Hospices Must Provide Medications for Related Conditions

The uniform federal hospice regulations state that "medical supplies and appliances including drugs and biologicals, must [emphasis added] be provided as needed for the palliation and management of the terminal illness and related conditions.1 This means that the hospice must supply medications to relieve the symptoms related to the terminal illness. However, the hospice does not have to pay for medications which are unrelated to the terminal illness. A hospice will not pay for such medications.

What is important to note is what the regulations do NOT state. The regulations do NOT state that a hospice can prevent a patient from receiving their regular medications. What does this mean to the hospice professional dealing with a patient on the front lines who just happens to have a treatable non-terminal disease? The hospice professional, in consultation with the physician, must assess the patient's clinical situation at the time and intervene in such a way so as to stabilize the patient's non-terminal illnesses while honoring the patient's wishes regarding his care.

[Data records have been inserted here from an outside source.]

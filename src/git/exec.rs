//! Git command execution
//!
//! Runs the system git binary with an argument array (never a shell
//! string), a filtered environment, bounded output and a timeout. This is
//! the single process boundary every other git module goes through.

use std::path::{Path, PathBuf};
use std::process::Stdio;
use std::sync::LazyLock;
use std::time::Duration;

use tokio::process::Command;
use tokio::time::timeout;
use tracing::{debug, warn};

use super::utils::GitError;

/// Maximum captured bytes per stream (1MB)
pub const MAX_OUTPUT_SIZE: usize = 1_048_576;

/// Default per-command timeout
pub const DEFAULT_TIMEOUT_SECS: u64 = 60;

/// Resolved path of the git binary, looked up once.
static GIT_BIN: LazyLock<PathBuf> =
    LazyLock::new(|| which::which("git").unwrap_or_else(|_| PathBuf::from("git")));

/// Environment variables passed through to git. Everything else is
/// dropped so behavior does not depend on the host shell.
const ENV_ALLOWLIST: &[&str] = &["PATH", "HOME", "USER", "LANG", "TMPDIR", "GIT_ASKPASS"];
const ENV_ALLOWED_PREFIXES: &[&str] = &["XDG_", "SSH_"];

/// Captured result of a finished git process.
///
/// A non-zero exit is not an executor error; callers inspect the output
/// to classify expected git outcomes (conflict, rejection, ...).
#[derive(Debug, Clone)]
pub struct GitOutput {
    pub stdout: String,
    pub stderr: String,
    pub exit_code: Option<i32>,
}

impl GitOutput {
    pub fn success(&self) -> bool {
        self.exit_code == Some(0)
    }

    /// stdout and stderr concatenated, for textual failure classification.
    pub fn combined(&self) -> String {
        let mut s = String::with_capacity(self.stdout.len() + self.stderr.len() + 1);
        s.push_str(&self.stdout);
        if !self.stdout.is_empty() && !self.stderr.is_empty() {
            s.push('\n');
        }
        s.push_str(&self.stderr);
        s
    }

    /// Trimmed stderr, falling back to stdout, for error messages.
    pub fn message(&self) -> String {
        let stderr = self.stderr.trim();
        if !stderr.is_empty() {
            return stderr.to_string();
        }
        self.stdout.trim().to_string()
    }
}

/// Per-invocation executor options.
#[derive(Debug, Clone)]
pub struct ExecOptions {
    pub timeout: Duration,
}

impl Default for ExecOptions {
    fn default() -> Self {
        Self {
            timeout: Duration::from_secs(DEFAULT_TIMEOUT_SECS),
        }
    }
}

impl ExecOptions {
    pub fn with_timeout_secs(secs: u64) -> Self {
        Self {
            timeout: Duration::from_secs(secs),
        }
    }
}

/// Build the filtered environment for a git invocation.
///
/// LC_ALL=C pins the message vocabulary the failure classifiers match on;
/// GIT_TERMINAL_PROMPT/GIT_EDITOR keep every command non-interactive.
fn build_env() -> Vec<(String, String)> {
    let mut env: Vec<(String, String)> = std::env::vars()
        .filter(|(k, _)| {
            ENV_ALLOWLIST.contains(&k.as_str())
                || ENV_ALLOWED_PREFIXES.iter().any(|p| k.starts_with(p))
        })
        .collect();
    env.push(("LC_ALL".to_string(), "C".to_string()));
    env.push(("GIT_TERMINAL_PROMPT".to_string(), "0".to_string()));
    env.push(("GIT_EDITOR".to_string(), "true".to_string()));
    env
}

/// Cap a captured stream at MAX_OUTPUT_SIZE, breaking at a line boundary
/// when possible.
fn cap_output(text: &str) -> String {
    if text.len() <= MAX_OUTPUT_SIZE {
        return text.to_string();
    }
    let mut end = MAX_OUTPUT_SIZE;
    while !text.is_char_boundary(end) {
        end -= 1;
    }
    let capped = &text[..end];
    match capped.rfind('\n') {
        Some(nl) => capped[..=nl].to_string(),
        None => capped.to_string(),
    }
}

/// Run git with default options.
pub async fn run_git(cwd: &Path, args: &[&str]) -> Result<GitOutput, GitError> {
    run_git_with(cwd, args, &ExecOptions::default()).await
}

/// Run git in `cwd` with the given argument array.
///
/// Returns Ok even when git exits non-zero; spawn failure and timeout are
/// the only executor-level errors. No retry happens at this layer.
pub async fn run_git_with(
    cwd: &Path,
    args: &[&str],
    opts: &ExecOptions,
) -> Result<GitOutput, GitError> {
    debug!(cwd = %cwd.display(), args = ?args, "running git");

    let mut cmd = Command::new(&*GIT_BIN);
    cmd.args(args)
        .current_dir(cwd)
        .env_clear()
        .envs(build_env())
        .stdin(Stdio::null())
        .stdout(Stdio::piped())
        .stderr(Stdio::piped())
        .kill_on_drop(true);

    let output = match timeout(opts.timeout, cmd.output()).await {
        Ok(result) => result.map_err(GitError::Io)?,
        Err(_) => {
            warn!(cwd = %cwd.display(), args = ?args, "git command timed out");
            return Err(GitError::Timeout {
                seconds: opts.timeout.as_secs(),
            });
        }
    };

    let stdout = cap_output(&String::from_utf8_lossy(&output.stdout));
    let stderr = cap_output(&String::from_utf8_lossy(&output.stderr));

    Ok(GitOutput {
        stdout,
        stderr,
        exit_code: output.status.code(),
    })
}

/// Run git and map a non-zero exit to `GitError::CommandFailed` carrying
/// the trimmed stderr (falling back to stdout).
pub async fn run_git_checked(cwd: &Path, args: &[&str]) -> Result<GitOutput, GitError> {
    let output = run_git(cwd, args).await?;
    if output.success() {
        Ok(output)
    } else {
        let msg = output.message();
        Err(GitError::CommandFailed(if msg.is_empty() {
            format!("git {} failed", args.first().unwrap_or(&""))
        } else {
            msg
        }))
    }
}

#[cfg(test)]
mod tests {
    use super::*;

    #[test]
    fn test_cap_output_short() {
        assert_eq!(cap_output("hello"), "hello");
    }

    #[test]
    fn test_cap_output_breaks_at_newline() {
        let mut text = "a".repeat(MAX_OUTPUT_SIZE - 10);
        text.push('\n');
        text.push_str(&"b".repeat(100));
        let capped = cap_output(&text);
        assert!(capped.len() <= MAX_OUTPUT_SIZE);
        assert!(capped.ends_with('\n'));
    }

    #[test]
    fn test_build_env_pins_locale() {
        let env = build_env();
        assert!(env.iter().any(|(k, v)| k == "LC_ALL" && v == "C"));
        assert!(env.iter().any(|(k, v)| k == "GIT_TERMINAL_PROMPT" && v == "0"));
        // Nothing outside the allowlist leaks through.
        assert!(!env.iter().any(|(k, _)| k == "CARGO_MANIFEST_DIR"));
    }

    #[tokio::test]
    async fn test_run_git_version() {
        let dir = tempfile::tempdir().unwrap();
        let out = run_git(dir.path(), &["--version"]).await.unwrap();
        assert!(out.success());
        assert!(out.stdout.contains("git version"));
    }

    #[tokio::test]
    async fn test_run_git_with_custom_timeout() {
        let dir = tempfile::tempdir().unwrap();
        let opts = ExecOptions::with_timeout_secs(5);
        let out = run_git_with(dir.path(), &["--version"], &opts).await.unwrap();
        assert!(out.success());
    }

    #[tokio::test]
    async fn test_run_git_checked_failure_carries_stderr() {
        let dir = tempfile::tempdir().unwrap();
        let err = run_git_checked(dir.path(), &["rev-parse", "HEAD"])
            .await
            .unwrap_err();
        match err {
            GitError::CommandFailed(msg) => assert!(!msg.is_empty()),
            other => panic!("expected CommandFailed, got {other:?}"),
        }
    }
}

Regular medications are often used in this way to manage chronic illnesses and maintain a stable medical condition. The purpose of the original hospice mission is to relieve distressing symptoms in the dying while neither hastening death nor seeking to cure the terminal illness (which is non-cureable by definition). The twisting of the meaning of hospice care comes when one changes "not seeking to cure the terminal illness" to "not seeking to prolong life." Patients do not wish to hasten their death just because they have a terminal illness which may take months or even years to take their lives. For this reason, they will wish to continue their regular medications for chonic medical conditions unrelated to the terminal illness.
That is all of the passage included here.